Different catalytic action of ion-exchanged calcium in steam and CO2 gasification and its effects on the evolution of char structure and reactivity

Abstract

The catalytic action of ion-exchanged calcium (Ca) in steam and CO2 gasification of coal char was examined. Its effects on pore structure and reactivity of char were also investigated. The char was prepared from a low rank coal that was first demineralized and then loaded with Ca by ion-exchanging. It was gasified at 900 °C in steam or CO2 on a specially designed thermogravimetric reactor (TGR). Partially-gasified chars were extracted at different time intervals and subject to analyses by X-ray diffraction (XRD), nitrogen adsorption measurement and scanning electron microscopy (SEM). The results show that, in steam gasification, the Ca evolves predominantly into CaO particles.
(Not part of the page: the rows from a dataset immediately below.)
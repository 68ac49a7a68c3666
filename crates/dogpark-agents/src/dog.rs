//! Dogs: energy, carried toy, and the per-turn decision rule.
//!
//! A dog is **Active** while it has energy and **Departing** once it has none.
//! Each turn the world hands the dog its [`Surroundings`]; the dog returns a
//! [`DogAction`] and the world carries it out.
//!
//! Active turn, in priority order:
//!
//! 1. Eat the first reachable food bowl next to it (moving onto its cell).
//! 2. Otherwise, if paws are free, pick up the first neighbouring toy.
//! 3. Otherwise wander to a uniformly random open neighbour, or stay put.
//!
//! Departing turn: leave from the exit cell, step onto an adjacent open exit
//! cell, or slip out at once when the exit is out of reach.

use dogpark_types::{AgentId, Cell, DisplayKind};
use rand::Rng;
use serde::{Deserialize, Serialize};
use tracing::trace;

use crate::config::DogConfig;
use crate::error::AgentError;
use crate::surroundings::Surroundings;

/// Life-state of a dog still in the park.
#[derive(Debug, Clone, Copy, PartialEq, Eq)]
pub enum DogState {
    /// Energy left; eats, plays, wanders.
    Active,
    /// Out of energy; heading home.
    Departing,
}

/// The action a dog chose for its turn.
#[derive(Debug, Clone, Copy, PartialEq, Eq)]
pub enum DogAction {
    /// Move onto `at` and eat the bowl there.
    Eat {
        /// The bowl to consume.
        bowl: AgentId,
        /// The bowl's cell.
        at: Cell,
    },
    /// Pick up a neighbouring toy without moving.
    PickUp {
        /// The toy to take.
        toy: AgentId,
    },
    /// Step to an open neighbouring cell.
    Wander {
        /// Destination.
        to: Cell,
    },
    /// No open neighbour; stay in place.
    Stay,
    /// Departing: step onto the adjacent exit cell.
    ApproachExit {
        /// The exit cell.
        to: Cell,
    },
    /// Departing: leave the park this turn.
    Leave,
}

impl DogAction {
    /// Whether the action costs a unit of energy (every active-state action
    /// does).
    pub const fn spends_energy(self) -> bool {
        !matches!(self, Self::ApproachExit { .. } | Self::Leave)
    }
}

/// A dog in the park.
#[derive(Debug, Clone, PartialEq, Eq, Serialize, Deserialize)]
pub struct Dog {
    name: String,
    energy: u32,
    image_tag: String,
    carried_toy: Option<AgentId>,
}

impl Dog {
    /// Create a dog with explicit attributes.
    pub const fn new(name: String, energy: u32, image_tag: String) -> Self {
        Self {
            name,
            energy,
            image_tag,
            carried_toy: None,
        }
    }

    /// Create an arriving dog with random energy and image tag.
    ///
    /// # Errors
    ///
    /// Returns an [`AgentError`] if `config` fails validation.
    pub fn arrive<R: Rng + ?Sized>(
        name: String,
        config: &DogConfig,
        rng: &mut R,
    ) -> Result<Self, AgentError> {
        config.validate()?;
        let energy = rng.random_range(config.min_energy..=config.max_energy);
        let idx = rng.random_range(0..config.image_tags.len());
        let image_tag = config
            .image_tags
            .get(idx)
            .cloned()
            .ok_or(AgentError::NoImageTags)?;
        Ok(Self::new(name, energy, image_tag))
    }

    /// Display name, `Dog_<n>`.
    pub fn name(&self) -> &str {
        &self.name
    }

    /// Remaining energy.
    pub const fn energy(&self) -> u32 {
        self.energy
    }

    /// Opaque image tag for renderers.
    pub fn image_tag(&self) -> &str {
        &self.image_tag
    }

    /// The toy this dog holds, if any.
    pub const fn carried_toy(&self) -> Option<AgentId> {
        self.carried_toy
    }

    /// Whether the dog holds a toy.
    pub const fn is_carrying(&self) -> bool {
        self.carried_toy.is_some()
    }

    /// Current life-state.
    pub const fn state(&self) -> DogState {
        if self.energy > 0 {
            DogState::Active
        } else {
            DogState::Departing
        }
    }

    /// Take hold of a toy.
    ///
    /// # Errors
    ///
    /// Returns [`AgentError::AlreadyCarrying`] if the dog already holds one.
    pub const fn take_toy(&mut self, toy: AgentId) -> Result<(), AgentError> {
        if let Some(held) = self.carried_toy {
            return Err(AgentError::AlreadyCarrying { toy: held });
        }
        self.carried_toy = Some(toy);
        Ok(())
    }

    /// Let go of the held toy, returning it.
    pub const fn release_toy(&mut self) -> Option<AgentId> {
        self.carried_toy.take()
    }

    /// Spend one unit of energy. Energy never drops below zero.
    pub const fn spend_energy(&mut self) {
        self.energy = self.energy.saturating_sub(1);
    }

    /// How a renderer should draw this dog.
    pub fn display(&self) -> DisplayKind {
        let image_tag = self.image_tag.clone();
        if self.is_carrying() {
            DisplayKind::DogWithToy { image_tag }
        } else {
            DisplayKind::Dog { image_tag }
        }
    }

    /// Choose this turn's action.
    ///
    /// `here` is the dog's cell, `surroundings` its Moore neighbourhood in
    /// scan order, and `exit` the park's exit cell. Randomness is only used
    /// to pick a wander destination.
    pub fn decide<R: Rng + ?Sized>(
        &self,
        here: Cell,
        surroundings: &Surroundings,
        exit: Cell,
        rng: &mut R,
    ) -> DogAction {
        match self.state() {
            DogState::Active => self.decide_active(surroundings, rng),
            DogState::Departing => Self::decide_departing(here, surroundings, exit),
        }
    }

    fn decide_active<R: Rng + ?Sized>(&self, surroundings: &Surroundings, rng: &mut R) -> DogAction {
        if let Some((bowl, at)) = surroundings.first_reachable_bowl() {
            return DogAction::Eat { bowl, at };
        }

        if !self.is_carrying() {
            if let Some(toy) = surroundings.first_toy() {
                return DogAction::PickUp { toy };
            }
        }

        let open = surroundings.open_cells();
        if open.is_empty() {
            trace!(dog = %self.name, "boxed in, staying put");
            return DogAction::Stay;
        }
        let idx = rng.random_range(0..open.len());
        open.get(idx)
            .map_or(DogAction::Stay, |to| DogAction::Wander { to: *to })
    }

    fn decide_departing(here: Cell, surroundings: &Surroundings, exit: Cell) -> DogAction {
        if here == exit {
            return DogAction::Leave;
        }
        match surroundings.get(exit) {
            Some(view) if view.is_open() => DogAction::ApproachExit { to: exit },
            _ => DogAction::Leave,
        }
    }
}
They are highly dispersed on the char surface and seen to attack the char by a typical channeling mode. In contrast, the Ca is transformed into both CaO and CaCO3 in CO2 gasification. These Ca-containing compounds undergo significant sintering and form a mixture layer on the char surface. The catalytic action of Ca can be appropriately described by a surface recession mode. These differences are responsible for the evolution of char structure and reactivity. The channeling action of Ca in steam gasification results in a higher surface area and pore volume. The highly dispersed CaO particles more efficiently catalyze the reactions at the early stage of gasification. In CO2, the char possesses a less developed pore structure. The catalysts are in close contact with carbon at the later stage of CO2 gasification and the char remains a higher specific reactivity.